By the end of a week she was thinking constantly about where her body stopped and the air began, about the exact point in space and time that was the difference between Maria and other.

There is some terror in losing that distinction, because the character has no resource for dealing with it. She’s surrounded by self-serving, profit and status-driven people in a dry, manufactured, materialistic world. But the pain in living that detached narrative is palpable.

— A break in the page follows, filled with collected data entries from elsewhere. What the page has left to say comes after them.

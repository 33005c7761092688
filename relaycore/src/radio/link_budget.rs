//! Free-space link budget.
//!
//! A link closes while
//!
//! ```text
//! Ptr - Ltr + Gtr - Lfs + Grecv - Lrecv >= SOM + Precv
//! ```
//!
//! and the free-space path loss grows with distance as
//!
//! ```text
//! Lfs = 20·log10(F) + 20·log10(R) + K
//! ```
//!
//! Solving the second equation for `R` at the largest loss the first one allows
//! gives the reach of the link. `K` fixes the units `F` and `R` are expressed in,
//! see [`PathLossConvention`].
//! <https://en.wikipedia.org/wiki/Free-space_path_loss>

use serde::{Deserialize, Serialize};
use thiserror::Error;

use crate::units::{Decibel, Frequency, Length};

/// Transmitting side of a radio endpoint.
#[derive(Debug, Clone, Copy, PartialEq, Serialize, Deserialize)]
pub struct Transmitter {
    /// Output power in dBm.
    pub power: Decibel,
    /// Feeder and connector losses in dB.
    pub loss: Decibel,
    /// Antenna gain in dBi.
    pub gain: Decibel,
}

/// Receiving side of a radio endpoint.
#[derive(Debug, Clone, Copy, PartialEq, Serialize, Deserialize)]
pub struct Receiver {
    /// Receiver sensitivity in dBm.
    pub sensitivity: Decibel,
    pub loss: Decibel,
    pub gain: Decibel,
}

/// Both directions of one radio endpoint (a station, the gateway or a user device).
#[derive(Debug, Clone, Copy, PartialEq, Serialize, Deserialize)]
pub struct RfParameterSet {
    pub transmit: Transmitter,
    pub receive: Receiver,
}

/// System operating margin reserved above bare link closure, in whole dB.
#[derive(Debug, Clone, Copy, Default, PartialEq, Eq, PartialOrd, Ord, Serialize, Deserialize)]
#[serde(transparent)]
pub struct OperatingMargin(i32);

impl OperatingMargin {
    pub const fn from_db(n: i32) -> Self {
        OperatingMargin(n)
    }

    pub fn db(self) -> Decibel {
        Decibel::from_db(self.0 as f64)
    }
}

/// Unit convention of the free-space path loss constant `K`.
#[derive(Debug, Clone, Copy, Default, PartialEq, Eq, Serialize, Deserialize)]
pub enum PathLossConvention {
    /// Frequency in GHz, distance in km.
    GhzKm,
    /// Frequency in MHz, distance in km.
    MhzKm,
    /// Frequency in MHz, distance in m.
    #[default]
    MhzM,
}

impl PathLossConvention {
    pub fn constant(self) -> f64 {
        match self {
            PathLossConvention::GhzKm => 92.45,
            PathLossConvention::MhzKm => 32.4,
            PathLossConvention::MhzM => -27.55,
        }
    }

    fn frequency_value(self, frequency: Frequency) -> f64 {
        match self {
            PathLossConvention::GhzKm => frequency.GHz(),
            PathLossConvention::MhzKm | PathLossConvention::MhzM => frequency.MHz(),
        }
    }

    fn length_from(self, distance: f64) -> Length {
        match self {
            PathLossConvention::GhzKm | PathLossConvention::MhzKm => Length::from_km(distance),
            PathLossConvention::MhzM => Length::from_metres(distance),
        }
    }
}

/// What to do with the solved distance before it is handed out.
#[derive(Debug, Clone, Copy, Default, PartialEq, Eq, Serialize, Deserialize)]
pub enum DistanceRounding {
    /// Round to the nearest whole unit of the convention.
    #[default]
    Nearest,
    Exact,
}

#[derive(Debug, Clone, PartialEq, Error)]
pub enum NumericDomainError {
    #[error("frequency must be finite and positive, got {0} Hz")]
    InvalidFrequency(f64),
    #[error("link budget input `{field}` is not finite ({value})")]
    NonFinite { field: &'static str, value: f64 },
    #[error("link budget slack of {slack} dB does not give a finite distance")]
    UnboundedDistance { slack: f64 },
}

/// Everything about a link that is shared by all endpoint pairs.
#[derive(Debug, Clone, Copy, PartialEq, Serialize, Deserialize)]
pub struct LinkBudget {
    pub frequency: Frequency,
    pub convention: PathLossConvention,
    pub rounding: DistanceRounding,
}

impl LinkBudget {
    pub fn new(frequency: Frequency) -> Self {
        Self {
            frequency,
            convention: PathLossConvention::default(),
            rounding: DistanceRounding::default(),
        }
    }

    pub fn with_convention(mut self, convention: PathLossConvention) -> Self {
        self.convention = convention;
        self
    }

    pub fn with_rounding(mut self, rounding: DistanceRounding) -> Self {
        self.rounding = rounding;
        self
    }

    /// Largest free-space path loss the link can absorb and still close.
    pub fn max_path_loss(
        &self,
        tx: &Transmitter,
        rx: &Receiver,
        margin: OperatingMargin,
    ) -> Decibel {
        tx.power - tx.loss + tx.gain + rx.gain - rx.loss - rx.sensitivity - margin.db()
    }

    /// Longest distance across which `tx` still reaches `rx` with `margin` to spare.
    ///
    /// ```
    /// # use relaycore::radio::*;
    /// # use relaycore::units::*;
    /// let budget = LinkBudget::new(Frequency::from_MHz(2437.0));
    /// let tx = Transmitter {
    ///     power: Decibel::from_db(20.0),
    ///     loss: Decibel::from_db(1.0),
    ///     gain: Decibel::from_db(5.0),
    /// };
    /// let rx = Receiver {
    ///     sensitivity: Decibel::from_db(-67.0),
    ///     loss: Decibel::from_db(0.0),
    ///     gain: Decibel::from_db(1.0),
    /// };
    /// let reach = budget.distance(&tx, &rx, OperatingMargin::from_db(14)).unwrap();
    /// assert_eq!(reach, Length::from_metres(78.0));
    /// ```
    pub fn distance(
        &self,
        tx: &Transmitter,
        rx: &Receiver,
        margin: OperatingMargin,
    ) -> Result<Length, NumericDomainError> {
        let frequency = self.convention.frequency_value(self.frequency);
        if !frequency.is_finite() || frequency <= 0.0 {
            return Err(NumericDomainError::InvalidFrequency(self.frequency.hz()));
        }

        for (field, value) in [
            ("transmit power", tx.power),
            ("transmit loss", tx.loss),
            ("transmit gain", tx.gain),
            ("receive sensitivity", rx.sensitivity),
            ("receive loss", rx.loss),
            ("receive gain", rx.gain),
        ] {
            if !value.is_finite() {
                return Err(NumericDomainError::NonFinite {
                    field,
                    value: value.db(),
                });
            }
        }

        let slack = self.max_path_loss(tx, rx, margin).db();
        let exponent = (slack - 20.0 * frequency.log10() - self.convention.constant()) / 20.0;
        let distance = 10f64.powf(exponent);

        if !distance.is_finite() {
            return Err(NumericDomainError::UnboundedDistance { slack });
        }

        let distance = match self.rounding {
            DistanceRounding::Nearest => distance.round(),
            DistanceRounding::Exact => distance,
        };

        Ok(self.convention.length_from(distance))
    }
}

#[cfg(test)]
mod tests {
    use super::*;
    use crate::assert_close;

    fn tx(power: f64, loss: f64, gain: f64) -> Transmitter {
        Transmitter {
            power: Decibel::from_db(power),
            loss: Decibel::from_db(loss),
            gain: Decibel::from_db(gain),
        }
    }

    fn rx(sensitivity: f64, loss: f64, gain: f64) -> Receiver {
        Receiver {
            sensitivity: Decibel::from_db(sensitivity),
            loss: Decibel::from_db(loss),
            gain: Decibel::from_db(gain),
        }
    }

    fn wifi() -> LinkBudget {
        LinkBudget::new(Frequency::from_MHz(2437.0)).with_rounding(DistanceRounding::Exact)
    }

    #[test]
    fn known_reach() {
        let budget = wifi();
        let reach = budget
            .distance(&tx(20.0, 1.0, 5.0), &rx(-67.0, 0.0, 1.0), OperatingMargin::from_db(14))
            .unwrap();
        assert_close(reach.metres(), 77.73999);

        let reach = budget
            .distance(&tx(9.0, 0.0, 1.0), &rx(-77.0, 1.0, 5.0), OperatingMargin::from_db(14))
            .unwrap();
        assert_close(reach.metres(), 69.28584);
    }

    #[test]
    fn nearest_rounding() {
        let budget = wifi().with_rounding(DistanceRounding::Nearest);
        let reach = budget
            .distance(&tx(9.0, 0.0, 1.0), &rx(-77.0, 1.0, 5.0), OperatingMargin::from_db(14))
            .unwrap();
        assert_eq!(reach, Length::from_metres(69.0));
    }

    #[test]
    fn deterministic() {
        let budget = wifi();
        let a = budget.distance(&tx(17.0, 2.0, 3.0), &rx(-80.0, 1.0, 2.0), OperatingMargin::from_db(10));
        let b = budget.distance(&tx(17.0, 2.0, 3.0), &rx(-80.0, 1.0, 2.0), OperatingMargin::from_db(10));
        assert_eq!(a, b);
    }

    #[test]
    fn conventions_agree() {
        let metres = wifi();
        let km = wifi().with_convention(PathLossConvention::GhzKm);

        let a = metres
            .distance(&tx(20.0, 1.0, 5.0), &rx(-90.0, 1.0, 5.0), OperatingMargin::from_db(10))
            .unwrap();
        let b = km
            .distance(&tx(20.0, 1.0, 5.0), &rx(-90.0, 1.0, 5.0), OperatingMargin::from_db(10))
            .unwrap();

        assert_close(a, b);
    }

    #[test]
    fn monotone_in_power_gain_loss_and_margin() {
        let budget = wifi();
        let margin = OperatingMargin::from_db(10);
        let base = budget
            .distance(&tx(15.0, 2.0, 3.0), &rx(-75.0, 2.0, 3.0), margin)
            .unwrap();

        for step in [0.5, 1.0, 6.0] {
            let more_power = budget
                .distance(&tx(15.0 + step, 2.0, 3.0), &rx(-75.0, 2.0, 3.0), margin)
                .unwrap();
            let more_tx_gain = budget
                .distance(&tx(15.0, 2.0, 3.0 + step), &rx(-75.0, 2.0, 3.0), margin)
                .unwrap();
            let more_rx_gain = budget
                .distance(&tx(15.0, 2.0, 3.0), &rx(-75.0, 2.0, 3.0 + step), margin)
                .unwrap();
            let more_tx_loss = budget
                .distance(&tx(15.0, 2.0 + step, 3.0), &rx(-75.0, 2.0, 3.0), margin)
                .unwrap();
            let more_rx_loss = budget
                .distance(&tx(15.0, 2.0, 3.0), &rx(-75.0, 2.0 + step, 3.0), margin)
                .unwrap();
            let more_margin = budget
                .distance(
                    &tx(15.0, 2.0, 3.0),
                    &rx(-75.0, 2.0, 3.0),
                    OperatingMargin::from_db(10 + step.ceil() as i32),
                )
                .unwrap();

            assert!(more_power >= base);
            assert!(more_tx_gain >= base);
            assert!(more_rx_gain >= base);
            assert!(more_tx_loss <= base);
            assert!(more_rx_loss <= base);
            assert!(more_margin <= base);
        }
    }

    #[test]
    fn zero_frequency_is_rejected() {
        let budget = LinkBudget::new(Frequency::from_hz(0.0));
        let result = budget.distance(&tx(20.0, 1.0, 5.0), &rx(-67.0, 0.0, 1.0), OperatingMargin::default());
        assert_eq!(result, Err(NumericDomainError::InvalidFrequency(0.0)));
    }

    #[test]
    fn non_finite_input_is_rejected() {
        let budget = wifi();
        let result = budget.distance(
            &tx(f64::NAN, 1.0, 5.0),
            &rx(-67.0, 0.0, 1.0),
            OperatingMargin::default(),
        );
        assert!(matches!(
            result,
            Err(NumericDomainError::NonFinite { field: "transmit power", .. })
        ));
    }

    #[test]
    fn huge_slack_is_rejected() {
        let budget = wifi();
        let result = budget.distance(&tx(1.0e6, 0.0, 0.0), &rx(-67.0, 0.0, 0.0), OperatingMargin::default());
        assert!(matches!(result, Err(NumericDomainError::UnboundedDistance { .. })));
    }
}
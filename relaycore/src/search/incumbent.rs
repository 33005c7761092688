use std::sync::atomic::{AtomicU64, Ordering};

use super::outcome::Placement;
use crate::{SCORE_EPSILON, units::Length};

/// Where a record was found: the subtree it came from, then the order within that subtree.
/// Sorting by it reproduces the sequential expansion order.
#[derive(Debug, Clone, Copy, Default, PartialEq, Eq, PartialOrd, Ord, Hash)]
pub struct RecordOrder {
    pub task: usize,
    pub seq: u64,
}

#[derive(Debug, Clone, PartialEq)]
pub struct Record {
    pub placement: Placement,
    pub order: RecordOrder,
}

impl Record {
    fn score(&self) -> Length {
        self.placement.noncoverage
    }
}

/// Best placement found so far plus every placement within `tolerance` of it.
#[derive(Debug, Clone)]
pub struct RecordSchedule {
    ceiling: Length,
    tolerance: Option<Length>,
    limit: usize,
    task: usize,
    seq: u64,
    best: Option<Record>,
    alternatives: Vec<Record>,
}

impl RecordSchedule {
    /// `ceiling` is the worst score accepted while there is no record.
    /// With a `tolerance`, placements scoring within it of the record are kept as alternatives, at most `limit` of them.
    pub fn new(ceiling: Option<Length>, tolerance: Option<Length>, limit: usize) -> Self {
        Self {
            ceiling: ceiling.unwrap_or(Length::from_metres(f64::INFINITY)),
            tolerance,
            limit,
            task: 0,
            seq: 0,
            best: None,
            alternatives: Vec::new(),
        }
    }

    /// Empty schedule with the same settings, for records found in subtree `task`.
    pub fn for_task(&self, task: usize) -> Self {
        Self {
            task,
            seq: 0,
            best: None,
            alternatives: Vec::new(),
            ..self.clone()
        }
    }

    pub fn best(&self) -> Option<&Record> {
        self.best.as_ref()
    }

    pub fn best_score(&self) -> Option<Length> {
        self.best.as_ref().map(Record::score)
    }

    /// Worst score that could still be recorded.
    pub fn cutoff(&self) -> Length {
        match self.best_score() {
            Some(best) => best + self.tolerance.unwrap_or(Length::ZERO),
            None => self.ceiling,
        }
    }

    /// [`cutoff`](Self::cutoff) tightened by a record held elsewhere.
    pub fn cutoff_with(&self, shared: Option<Length>) -> Length {
        match shared {
            Some(shared) => self.cutoff().min(shared + self.tolerance.unwrap_or(Length::ZERO)),
            None => self.cutoff(),
        }
    }

    /// Offers a feasible placement found in expansion order. Returns `true` if it became the record.
    pub fn offer(&mut self, placement: Placement) -> bool {
        self.seq += 1;
        let order = RecordOrder {
            task: self.task,
            seq: self.seq,
        };
        self.offer_record(Record { placement, order })
    }

    fn offer_record(&mut self, record: Record) -> bool {
        let score = record.score().metres();

        let improves = match self.best_score() {
            Some(best) => score < best.metres() - SCORE_EPSILON,
            None => score <= self.ceiling.metres() + SCORE_EPSILON,
        };

        if improves {
            if let Some(previous) = self.best.replace(record) {
                self.push_alternative(previous);
            }
            self.trim_alternatives();
            return true;
        }

        if self.best.is_some() && score <= self.cutoff().metres() + SCORE_EPSILON {
            self.push_alternative(record);
        }

        false
    }

    fn push_alternative(&mut self, record: Record) {
        if self.tolerance.is_none() || self.limit == 0 {
            return;
        }

        let key = |r: &Record| (r.score().metres(), r.order);
        let at = self
            .alternatives
            .partition_point(|r| key(r).partial_cmp(&key(&record)).is_some_and(|o| o.is_lt()));
        self.alternatives.insert(at, record);
        self.alternatives.truncate(self.limit);
    }

    fn trim_alternatives(&mut self) {
        let cutoff = self.cutoff().metres() + SCORE_EPSILON;
        self.alternatives.retain(|r| r.score().metres() <= cutoff);
    }

    /// Combines schedules of disjoint subtrees as if they had been searched one after another.
    pub fn merge(template: &RecordSchedule, parts: Vec<RecordSchedule>) -> RecordSchedule {
        let mut records: Vec<Record> = parts
            .into_iter()
            .flat_map(|part| part.best.into_iter().chain(part.alternatives))
            .collect();
        records.sort_by_key(|r| r.order);

        let mut merged = template.for_task(0);
        for record in records {
            merged.offer_record(record);
        }
        merged
    }

    pub fn into_parts(self) -> (Option<Placement>, Vec<Placement>) {
        (
            self.best.map(|r| r.placement),
            self.alternatives.into_iter().map(|r| r.placement).collect(),
        )
    }
}

/// Record score visible to every worker, only ever lowered.
#[derive(Debug)]
pub struct SharedBound {
    bits: AtomicU64,
}

impl Default for SharedBound {
    fn default() -> Self {
        Self::new()
    }
}

impl SharedBound {
    pub fn new() -> Self {
        Self {
            bits: AtomicU64::new(f64::INFINITY.to_bits()),
        }
    }

    pub fn get(&self) -> Option<Length> {
        let value = f64::from_bits(self.bits.load(Ordering::Acquire));
        value.is_finite().then_some(Length::from_metres(value))
    }

    /// Lowers the bound to `score` if that is an improvement. Returns `true` if it was.
    pub fn tighten(&self, score: Length) -> bool {
        let candidate = score.metres();
        self.bits
            .fetch_update(Ordering::AcqRel, Ordering::Acquire, |current| {
                (candidate < f64::from_bits(current)).then_some(candidate.to_bits())
            })
            .is_ok()
    }
}

#[cfg(test)]
mod tests {
    use super::*;
    use crate::{search::Assignment, units::Time};

    fn placement(id: usize, score: f64) -> Placement {
        Placement {
            assignment: Assignment::new(vec![Some(id)]),
            noncoverage: Length::from_metres(score),
            noncoverage_ratio: 0.0,
            cost: 0,
            delay: Time::ZERO,
        }
    }

    fn first_station(r: Option<&Record>) -> Option<usize> {
        r.and_then(|r| r.placement.assignment.slots()[0])
    }

    #[test]
    fn first_of_equal_scores_wins() {
        let mut s = RecordSchedule::new(None, None, 10);
        assert!(s.offer(placement(0, 5.0)));
        assert!(!s.offer(placement(1, 5.0)));
        assert!(s.offer(placement(2, 4.0)));
        assert_eq!(first_station(s.best()), Some(2));
        assert!(s.alternatives.is_empty());
    }

    #[test]
    fn ceiling_gates_first_record() {
        let mut s = RecordSchedule::new(Some(Length::from_metres(3.0)), None, 10);
        assert!(!s.offer(placement(0, 5.0)));
        assert!(s.best().is_none());
        assert_eq!(s.cutoff(), Length::from_metres(3.0));
        assert!(s.offer(placement(1, 3.0)));
    }

    #[test]
    fn alternatives_follow_record() {
        let mut s = RecordSchedule::new(None, Some(Length::from_metres(2.0)), 10);
        s.offer(placement(0, 10.0));
        s.offer(placement(1, 11.0));
        s.offer(placement(2, 13.0));
        assert_eq!(s.alternatives.len(), 1);

        s.offer(placement(3, 9.5));
        let (best, alternatives) = s.into_parts();
        assert_eq!(best.unwrap().assignment.slots()[0], Some(3));
        let ids: Vec<_> = alternatives.iter().map(|p| p.assignment.slots()[0]).collect();
        assert_eq!(ids, vec![Some(0), Some(1)]);
    }

    #[test]
    fn alternatives_capped() {
        let mut s = RecordSchedule::new(None, Some(Length::from_metres(10.0)), 2);
        for (i, score) in [1.0, 4.0, 3.0, 2.0, 2.0].into_iter().enumerate() {
            s.offer(placement(i, score));
        }
        let (_, alternatives) = s.into_parts();
        let ids: Vec<_> = alternatives.iter().map(|p| p.assignment.slots()[0]).collect();
        assert_eq!(ids, vec![Some(3), Some(4)]);
    }

    #[test]
    fn merge_keeps_task_order() {
        let template = RecordSchedule::new(None, None, 10);
        let mut a = template.for_task(0);
        let mut b = template.for_task(1);
        b.offer(placement(1, 2.0));
        a.offer(placement(0, 2.0));

        let merged = RecordSchedule::merge(&template, vec![b, a]);
        assert_eq!(first_station(merged.best()), Some(0));
    }

    #[test]
    fn shared_bound_only_lowers() {
        let bound = SharedBound::new();
        assert_eq!(bound.get(), None);
        assert!(bound.tighten(Length::from_metres(5.0)));
        assert!(!bound.tighten(Length::from_metres(6.0)));
        assert!(bound.tighten(Length::from_metres(1.0)));
        assert_eq!(bound.get(), Some(Length::from_metres(1.0)));
    }
}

I’ll close this attempt at analysis with as much reportage as I can muster. The scene: a woman, far nearer 40 than 20, waits in line to meet her literary heroine, cradling her favorite novel and the writer’s recent memoir under her arm. As she watches the other attendees step up to the table, she cycles through reasonable, thoughtful, intelligent praise, something that hints at her own mental acuity, and with respect for the subject: that she has read more of the author’s works than anyone alive; that of the thousand novels she’s read, this is among the very best. She looks up as the distance shrinks and decides she doesn’t need to say anything at all. She can just hand over the books for signing. Then she approaches the table, and the tiny, old woman looks up, with eyes that look beyond and through what is in front of her, but stare definitively at her own, and the fan blurts out, “I love your writing SO MUCH.” The author opens the books and signs, saying nothing, and hands them back. Was there a tired sigh? The woman walks out of the theatre and goes on with her life, a new narrative to tell, with a new character under her belt: the fawning fool.

Thank you, Ms. Didion, for all of it.